[Task brief]
Your output should be each line from the material below that has the word "GRADE".

[Recorded data]
☆ ☆ ☆

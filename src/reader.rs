//! Line-oriented readers for the numeric text files written by the solver.

use anyhow::{Context, Result};
use std::{
    fs::File,
    io::{BufRead, BufReader},
    path::Path,
};

/// Why a data row was dropped.
#[derive(Debug, Clone, PartialEq)]
pub enum RowIssue {
    /// A token did not parse as a float.
    NotNumeric { token: String },
    /// The row parsed but had the wrong number of columns.
    WrongLength { expected: usize, found: usize },
    /// The row is not valid UTF-8.
    NotUtf8,
}

/// A dropped row, kept so callers can inspect what was skipped.
#[derive(Debug, Clone, PartialEq)]
pub struct RowDiagnostic {
    /// One-based line number in the source file.
    pub line_no: usize,
    pub line: String,
    pub issue: RowIssue,
}

/// Parsed numeric rows, all exactly `n_cols` wide.
#[derive(Debug, Clone, PartialEq)]
pub struct Table {
    n_cols: usize,
    rows: Vec<Vec<f64>>,
    diagnostics: Vec<RowDiagnostic>,
}

impl Table {
    pub fn n_cols(&self) -> usize {
        self.n_cols
    }

    pub fn n_rows(&self) -> usize {
        self.rows.len()
    }

    pub fn rows(&self) -> &[Vec<f64>] {
        &self.rows
    }

    pub fn diagnostics(&self) -> &[RowDiagnostic] {
        &self.diagnostics
    }

    /// Copy column `i_col` out as its own vector.
    pub fn column(&self, i_col: usize) -> Vec<f64> {
        self.rows.iter().map(|row| row[i_col]).collect()
    }
}

/// Read a force or moment file.
///
/// Blank lines and `#` comments are skipped, parentheses around tokens are
/// stripped and only rows with exactly `n_cols` numbers are kept.
///
/// # Errors
/// Returns an error if the file cannot be opened or read.
pub fn read_table<P: AsRef<Path>>(file: P, n_cols: usize) -> Result<Table> {
    let file = file.as_ref();
    let reader = open(file)?;
    let table = parse_table(reader, n_cols, 0).with_context(|| format!("failed to read {file:?}"))?;
    log_table(file, &table);
    Ok(table)
}

/// Read a fixed-format file, skipping the first `n_header` lines.
///
/// Rows are plain numbers (no parentheses); comments and blank lines after
/// the header are skipped as well.
///
/// # Errors
/// Returns an error if the file cannot be opened or read.
pub fn read_fixed_table<P: AsRef<Path>>(file: P, n_cols: usize, n_header: usize) -> Result<Table> {
    let file = file.as_ref();
    let reader = open(file)?;
    let table =
        parse_table(reader, n_cols, n_header).with_context(|| format!("failed to read {file:?}"))?;
    log_table(file, &table);
    Ok(table)
}

fn open(file: &Path) -> Result<BufReader<File>> {
    let file = File::open(file).with_context(|| format!("failed to open {file:?}"))?;
    Ok(BufReader::new(file))
}

fn log_table(file: &Path, table: &Table) {
    for diag in &table.diagnostics {
        log::warn!(
            "dropped line {} of {file:?} ({:?}): {}",
            diag.line_no,
            diag.issue,
            diag.line
        );
    }
    log::info!("read {} rows from {file:?}", table.n_rows());
}

/// Parse rows from any buffered source.
pub fn parse_table<R: BufRead>(reader: R, n_cols: usize, n_header: usize) -> Result<Table> {
    let mut rows = Vec::new();
    let mut diagnostics = Vec::new();

    let mut reader = reader;
    let mut buf = Vec::new();
    let mut i_line = 0;
    loop {
        buf.clear();
        let n_bytes = reader
            .read_until(b'\n', &mut buf)
            .with_context(|| format!("failed to read line {}", i_line + 1))?;
        if n_bytes == 0 {
            break;
        }
        i_line += 1;
        if i_line <= n_header {
            continue;
        }

        let (line, parsed) = match std::str::from_utf8(&buf) {
            Ok(line) => {
                let line = line.trim_end_matches(['\n', '\r']);
                (line.to_string(), parse_row(line, n_cols))
            }
            Err(_) => {
                let line = String::from_utf8_lossy(&buf);
                let line = line.trim_end_matches(['\n', '\r']).to_string();
                (line, Some(Err(RowIssue::NotUtf8)))
            }
        };
        match parsed {
            None => {}
            Some(Ok(row)) => rows.push(row),
            Some(Err(issue)) => diagnostics.push(RowDiagnostic {
                line_no: i_line,
                line,
                issue,
            }),
        }
    }

    Ok(Table {
        n_cols,
        rows,
        diagnostics,
    })
}

/// Returns `None` for lines that carry no data at all.
fn parse_row(line: &str, n_cols: usize) -> Option<Result<Vec<f64>, RowIssue>> {
    let trimmed = line.trim_start();
    if trimmed.is_empty() || trimmed.starts_with('#') {
        return None;
    }

    let mut row = Vec::with_capacity(n_cols);
    for token in trimmed.split_whitespace() {
        let token = token.trim_matches(|c| c == '(' || c == ')');
        match token.parse::<f64>() {
            Ok(val) => row.push(val),
            Err(_) => {
                return Some(Err(RowIssue::NotNumeric {
                    token: token.to_string(),
                }));
            }
        }
    }

    if row.len() != n_cols {
        return Some(Err(RowIssue::WrongLength {
            expected: n_cols,
            found: row.len(),
        }));
    }
    Some(Ok(row))
}

#[cfg(test)]
mod tests {
    use super::*;

    const FORCE_LINES: &str = "\
# Forces
# Time forces(pressure viscous porous) moment(pressure viscous porous)

0.0 (1 2 3) (4 5 6) (7 8 9)
1.0\t(1 2 3) (4 5 6) (7 8 9)
1.5 (1 2 3) (4 5 6)
2.0 (1 2 3) (4 five 6) (7 8 9)
3.0 (1 2 3) (4 5 6) (7 8 9)
";

    #[test]
    fn keeps_only_well_formed_rows() {
        let table = parse_table(FORCE_LINES.as_bytes(), 10, 0).unwrap();
        assert_eq!(table.n_rows(), 3);
        assert!(table.rows().iter().all(|row| row.len() == 10));
        assert_eq!(table.column(0), vec![0.0, 1.0, 3.0]);
        assert_eq!(table.rows()[2], vec![3.0, 1.0, 2.0, 3.0, 4.0, 5.0, 6.0, 7.0, 8.0, 9.0]);
    }

    #[test]
    fn reports_dropped_rows() {
        let table = parse_table(FORCE_LINES.as_bytes(), 10, 0).unwrap();
        let diags = table.diagnostics();
        assert_eq!(diags.len(), 2);

        assert_eq!(diags[0].line_no, 6);
        assert_eq!(
            diags[0].issue,
            RowIssue::WrongLength {
                expected: 10,
                found: 7
            }
        );

        assert_eq!(diags[1].line_no, 7);
        assert_eq!(
            diags[1].issue,
            RowIssue::NotNumeric {
                token: "five".to_string()
            }
        );
    }

    #[test]
    fn drops_rows_that_are_not_utf8() {
        let mut bytes = Vec::new();
        bytes.extend_from_slice(b"0.0 (1 2 3) (4 5 6) (7 8 9)\n");
        bytes.extend_from_slice(b"1.0 (1 2 3) (4 \xff 6) (7 8 9)\n");
        bytes.extend_from_slice(b"2.0 (1 2 3) (4 5 6) (7 8 9)");

        let table = parse_table(bytes.as_slice(), 10, 0).unwrap();
        assert_eq!(table.column(0), vec![0.0, 2.0]);
        assert_eq!(table.diagnostics().len(), 1);
        assert_eq!(table.diagnostics()[0].line_no, 2);
        assert_eq!(table.diagnostics()[0].issue, RowIssue::NotUtf8);
    }

    #[test]
    fn skips_header_lines() {
        let mut text = String::new();
        for i_line in 0..13 {
            text += &format!("header line {i_line}\n");
        }
        text += "# comment after header\n";
        text += "0.5 1 2 3 4 5 6 7 8 9 10 11 12\n";
        text += "1.0 1 2 3 4 5 6 7 8 9 10 11 12\n";

        let table = parse_table(text.as_bytes(), 13, 13).unwrap();
        assert_eq!(table.n_rows(), 2);
        assert!(table.diagnostics().is_empty());
        assert_eq!(table.column(0), vec![0.5, 1.0]);
    }

    #[test]
    fn empty_source_gives_empty_table() {
        let table = parse_table("# only a comment\n\n".as_bytes(), 10, 0).unwrap();
        assert_eq!(table.n_rows(), 0);
        assert_eq!(table.n_cols(), 10);
        assert!(table.column(0).is_empty());
    }

    #[test]
    fn missing_file_is_io_not_found() {
        let err = read_table("/nonexistent/case/force.dat", 10).unwrap_err();
        let io_err = err.downcast_ref::<std::io::Error>().unwrap();
        assert_eq!(io_err.kind(), std::io::ErrorKind::NotFound);
    }
}
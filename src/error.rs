use thiserror::Error;

/// Errors raised by the analysis operations themselves.
///
/// I/O failures are reported through the underlying [`std::io::Error`]
/// and malformed rows never become errors (see [`crate::reader::RowDiagnostic`]).
#[derive(Debug, Error, Clone, PartialEq)]
pub enum AnalysisError {
    /// The caller passed a value the operation cannot work with.
    #[error("invalid argument: {0}")]
    InvalidArgument(String),

    /// A step was requested before the step it depends on.
    #[error("precondition failed: {0}")]
    Precondition(String),
}
use crate::error::AnalysisError;
use anyhow::{Result, bail};
use serde::Serialize;

/// Selects the trailing `cycles` out of `total_cycles` periodic cycles.
///
/// A sample is kept when `time >= last_time * (1 - cycles / total_cycles)`,
/// which discards the start-up transient before statistics are taken.
#[derive(Debug, Clone, Copy, PartialEq, Serialize)]
pub struct CycleWindow {
    cycles: f64,
    total_cycles: f64,
}

impl CycleWindow {
    /// # Errors
    /// Returns [`AnalysisError::InvalidArgument`] unless
    /// `0 <= cycles <= total_cycles`. Zero cycles keeps only the samples at
    /// the final time.
    pub fn new(cycles: f64, total_cycles: f64) -> Result<Self> {
        if !(total_cycles > 0.0) {
            bail!(AnalysisError::InvalidArgument(format!(
                "total cycles must be positive, but is {total_cycles}"
            )));
        }
        if !(cycles >= 0.0 && cycles <= total_cycles) {
            bail!(AnalysisError::InvalidArgument(format!(
                "cycles must be in the range [0, {total_cycles}], but is {cycles}"
            )));
        }
        Ok(Self {
            cycles,
            total_cycles,
        })
    }

    /// Window covering the whole series.
    pub fn full() -> Self {
        Self {
            cycles: 1.0,
            total_cycles: 1.0,
        }
    }

    pub fn cycles(&self) -> f64 {
        self.cycles
    }

    pub fn total_cycles(&self) -> f64 {
        self.total_cycles
    }

    /// Earliest time kept for a series ending at `last_time`.
    pub fn cutoff(&self, last_time: f64) -> f64 {
        last_time * ((self.total_cycles - self.cycles) / self.total_cycles)
    }

    pub fn mask(&self, time: &[f64]) -> Vec<bool> {
        let Some(&last_time) = time.last() else {
            return Vec::new();
        };
        let cutoff = self.cutoff(last_time);
        log::debug!("cycle window cutoff at time {cutoff}");
        time.iter().map(|&t| t >= cutoff).collect()
    }
}

/// Keep the values whose mask entry is set.
pub fn select(vals: &[f64], mask: &[bool]) -> Vec<f64> {
    vals.iter()
        .zip(mask)
        .filter(|&(_, &keep)| keep)
        .map(|(&val, _)| val)
        .collect()
}

/// Mask of samples with `start <= time <= end`.
pub fn time_range_mask(time: &[f64], start: f64, end: f64) -> Vec<bool> {
    time.iter().map(|&t| t >= start && t <= end).collect()
}
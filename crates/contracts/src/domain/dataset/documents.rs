//! Shapes of the JSON documents served from `data/{id}/` and the
//! composition of their rendered markdown.

use serde::Deserialize;
use serde_json::Value;

/// `data.json` — headline facts for the main information summary.
#[derive(Debug, Clone, Default, Deserialize)]
pub struct MainData {
    #[serde(default)]
    pub title: Option<String>,
    #[serde(default)]
    pub question: Option<String>,
    #[serde(default)]
    pub key_references: Option<Value>,
    #[serde(default)]
    pub n_base: Option<Value>,
    #[serde(default)]
    pub n_patients: Option<Value>,
}

impl MainData {
    /// Markdown summary in the fixed report layout. The dataset id stands
    /// in for a missing title.
    pub fn summary(&self, dataset_id: &str) -> String {
        let title = match &self.title {
            Some(t) if !t.is_empty() => t.clone(),
            _ => dataset_id.to_string(),
        };
        let question = self.question.clone().unwrap_or_default();
        let included = match &self.key_references {
            Some(Value::Array(items)) => items.len().to_string(),
            Some(Value::Object(map)) => map.len().to_string(),
            _ => "N/A".to_string(),
        };
        let screened = scalar_or_na(&self.n_base);
        let sample = scalar_or_na(&self.n_patients);
        format!(
            "# Research Main Information\n\n\
             ## Research Title\n{title}\n\n\
             ## Research Objective\n{question}\n\n\
             ## Research Methodology\n\
             No. of included studies: {included}\n\n\
             No. of screened studies: {screened}\n\n\
             Sample size: {sample}"
        )
    }
}

fn scalar_or_na(value: &Option<Value>) -> String {
    match value {
        Some(Value::String(s)) if !s.is_empty() => s.clone(),
        Some(Value::Number(n)) => n.to_string(),
        _ => "N/A".to_string(),
    }
}

/// `char.json` and `fr.json` — a single pre-rendered markdown table.
#[derive(Debug, Clone, Default, Deserialize)]
pub struct TableDocument {
    #[serde(default)]
    pub table: Option<String>,
}

/// `qa.json` — framework name, table, and free-form details, each optional.
#[derive(Debug, Clone, Default, Deserialize)]
pub struct QualityAssessment {
    #[serde(default)]
    pub framework: Option<String>,
    #[serde(default)]
    pub table: Option<String>,
    #[serde(default)]
    pub details: Option<String>,
}

impl QualityAssessment {
    /// Composed markdown block, or `None` when every section is absent.
    pub fn compose(&self) -> Option<String> {
        let mut out = String::new();
        if let Some(framework) = &self.framework {
            out.push_str(&format!("## {}\n\n", framework));
        }
        if let Some(table) = &self.table {
            out.push_str(table);
        }
        if let Some(details) = &self.details {
            if !out.is_empty() {
                out.push_str("\n\n");
            }
            out.push_str(details);
        }
        (!out.is_empty()).then_some(out)
    }
}

/// Extracts the display text from a `report.json` document. Accepted
/// shapes, most specific first: a raw string; an object with a string
/// `report`, `markdown`, or `content` field; an object with exactly one
/// key whose value is a string.
pub fn extract_report_text(doc: &Value) -> Option<String> {
    if let Value::String(s) = doc {
        return Some(s.clone());
    }
    let obj = doc.as_object()?;
    for key in ["report", "markdown", "content"] {
        if let Some(Value::String(s)) = obj.get(key) {
            return Some(s.clone());
        }
    }
    if obj.len() == 1 {
        if let Some(Value::String(s)) = obj.values().next() {
            return Some(s.clone());
        }
    }
    None
}

#[cfg(test)]
mod tests {
    use super::*;
    use serde_json::json;

    #[test]
    fn summary_renders_all_fields() {
        let doc: MainData = serde_json::from_value(json!({
            "title": "Aspirin after stroke",
            "question": "Does aspirin reduce recurrence?",
            "key_references": ["a", "b", "c"],
            "n_base": 120,
            "n_patients": 4021
        }))
        .unwrap();
        let summary = doc.summary("stroke01");
        assert!(summary.contains("## Research Title\nAspirin after stroke"));
        assert!(summary.contains("No. of included studies: 3"));
        assert!(summary.contains("No. of screened studies: 120"));
        assert!(summary.contains("Sample size: 4021"));
    }

    #[test]
    fn summary_falls_back_to_dataset_id_and_na() {
        let doc = MainData::default();
        let summary = doc.summary("stroke01");
        assert!(summary.contains("## Research Title\nstroke01"));
        assert!(summary.contains("No. of included studies: N/A"));
        assert!(summary.contains("No. of screened studies: N/A"));
        assert!(summary.contains("Sample size: N/A"));
    }

    #[test]
    fn summary_counts_object_references() {
        let doc: MainData =
            serde_json::from_value(json!({ "key_references": { "r1": 1, "r2": 2 } })).unwrap();
        assert!(doc.summary("x").contains("No. of included studies: 2"));
    }

    #[test]
    fn qa_composes_all_sections() {
        let doc = QualityAssessment {
            framework: Some("GRADE".into()),
            table: Some("| a |\n| - |\n| 1 |".into()),
            details: Some("Overall certainty: moderate.".into()),
        };
        let composed = doc.compose().unwrap();
        assert!(composed.starts_with("## GRADE\n\n"));
        assert!(composed.contains("| a |"));
        assert!(composed.ends_with("Overall certainty: moderate."));
    }

    #[test]
    fn qa_with_only_details_has_no_leading_separator() {
        let doc = QualityAssessment {
            framework: None,
            table: None,
            details: Some("Only details.".into()),
        };
        assert_eq!(doc.compose().as_deref(), Some("Only details."));
    }

    #[test]
    fn qa_empty_composes_to_none() {
        assert_eq!(QualityAssessment::default().compose(), None);
    }

    #[test]
    fn report_text_from_raw_string() {
        assert_eq!(
            extract_report_text(&json!("plain text")).as_deref(),
            Some("plain text")
        );
    }

    #[test]
    fn report_text_from_known_fields() {
        assert_eq!(
            extract_report_text(&json!({ "report": "a" })).as_deref(),
            Some("a")
        );
        assert_eq!(
            extract_report_text(&json!({ "markdown": "b", "extra": 1 })).as_deref(),
            Some("b")
        );
        assert_eq!(
            extract_report_text(&json!({ "content": "c" })).as_deref(),
            Some("c")
        );
    }

    #[test]
    fn report_text_from_single_string_key() {
        assert_eq!(
            extract_report_text(&json!({ "summary": "only one" })).as_deref(),
            Some("only one")
        );
        assert_eq!(extract_report_text(&json!({ "summary": 3 })), None);
        assert_eq!(
            extract_report_text(&json!({ "summary": "x", "other": "y" })),
            None
        );
    }
}
use crate::layout::global_context::SessionContext;
use crate::shared::markdown::render_markdown;
use contracts::domain::dataset::transcript::{
    ChatMessage, MessageBody, Sender, StepCard, StepStatus, TranscriptEntry,
};
use leptos::prelude::*;
use thaw::*;

#[component]
pub fn TranscriptView() -> impl IntoView {
    let session =
        use_context::<SessionContext>().expect("SessionContext context not found");
    let container_ref = NodeRef::<leptos::html::Div>::new();

    // Keep the newest entry in view.
    Effect::new(move |_| {
        session.transcript.track();
        if let Some(container) = container_ref.get() {
            request_animation_frame(move || {
                container.set_scroll_top(container.scroll_height());
            });
        }
    });

    view! {
        <div class="transcript" node_ref=container_ref>
            <For
                each=move || session.transcript.get()
                key=|entry| entry.render_key()
                let:entry
            >
                {match entry {
                    TranscriptEntry::Message(message) => {
                        view! { <MessageBubble message=message /> }.into_any()
                    }
                    TranscriptEntry::Step(card) => {
                        view! { <StepBubble card=card /> }.into_any()
                    }
                }}
            </For>
        </div>
    }
}

#[component]
fn MessageBubble(message: ChatMessage) -> impl IntoView {
    let is_user = message.sender == Sender::User;
    view! {
        <div class="transcript__row" class=("transcript__row--user", is_user)>
            <div class="bubble" class=("bubble--user", is_user)>
                {match message.body {
                    MessageBody::Text(text) => {
                        view! { <div class="bubble__text">{text}</div> }.into_any()
                    }
                    MessageBody::Markdown(source) => {
                        view! {
                            <div
                                class="bubble__markdown"
                                inner_html=render_markdown(&source)
                            ></div>
                        }
                        .into_any()
                    }
                }}
            </div>
        </div>
    }
}

#[component]
fn StepBubble(card: StepCard) -> impl IntoView {
    let status = card.status;
    let label = match status {
        StepStatus::Loading => format!("{}...", card.label),
        _ => card.label,
    };
    view! {
        <div class="transcript__row">
            <div
                class="bubble bubble--step"
                class=("bubble--success", status == StepStatus::Success)
                class=("bubble--failure", status == StepStatus::Failure)
            >
                <Flex align=FlexAlign::Center gap=FlexGap::Small>
                    {match status {
                        StepStatus::Loading => view! { <Spinner /> }.into_any(),
                        StepStatus::Success => {
                            view! { <span class="bubble__status">"✓"</span> }.into_any()
                        }
                        StepStatus::Failure => {
                            view! { <span class="bubble__status">"✗"</span> }.into_any()
                        }
                    }}
                    <span>{label}</span>
                </Flex>
            </div>
        </div>
    }
}
use leptos::prelude::*;

pub fn icon(name: &str) -> AnyView {
    match name {
        "upload" => view! {
            <svg width="20" height="20" viewBox="0 0 24 24" fill="none" stroke="currentColor" stroke-width="2" stroke-linecap="round" stroke-linejoin="round" aria-hidden="true">
                <path d="M21 15v4a2 2 0 0 1-2 2H5a2 2 0 0 1-2-2v-4"/>
                <path d="M17 8l-5-5-5 5"/>
                <path d="M12 3v12"/>
            </svg>
        }.into_any(),
        "file" => view! {
            <svg width="20" height="20" viewBox="0 0 24 24" fill="none" stroke="currentColor" stroke-width="2" stroke-linecap="round" stroke-linejoin="round" aria-hidden="true">
                <path d="M14 2H6a2 2 0 0 0-2 2v16a2 2 0 0 0 2 2h12a2 2 0 0 0 2-2V8z"/>
                <path d="M14 2v6h6"/>
            </svg>
        }.into_any(),
        "check" => view! {
            <svg width="20" height="20" viewBox="0 0 24 24" fill="none" stroke="currentColor" stroke-width="2" stroke-linecap="round" stroke-linejoin="round" aria-hidden="true">
                <path d="M20 6 9 17l-5-5"/>
            </svg>
        }.into_any(),
        "trash" => view! {
            <svg width="20" height="20" viewBox="0 0 24 24" fill="none" stroke="currentColor" stroke-width="2" stroke-linecap="round" stroke-linejoin="round" aria-hidden="true">
                <path d="M3 6h18"/>
                <path d="M19 6v14a2 2 0 0 1-2 2H7a2 2 0 0 1-2-2V6"/>
                <path d="M8 6V4a2 2 0 0 1 2-2h4a2 2 0 0 1 2 2v2"/>
            </svg>
        }.into_any(),
        _ => view! {
            <svg width="20" height="20" viewBox="0 0 24 24" fill="none" stroke="currentColor" stroke-width="2" aria-hidden="true">
                <circle cx="12" cy="12" r="9"/>
            </svg>
        }.into_any(),
    }
}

☆ ☆ ☆

[Output for this task]
            framework: Some("GRADE".into()),
        assert!(composed.starts_with("## GRADE\n\n"));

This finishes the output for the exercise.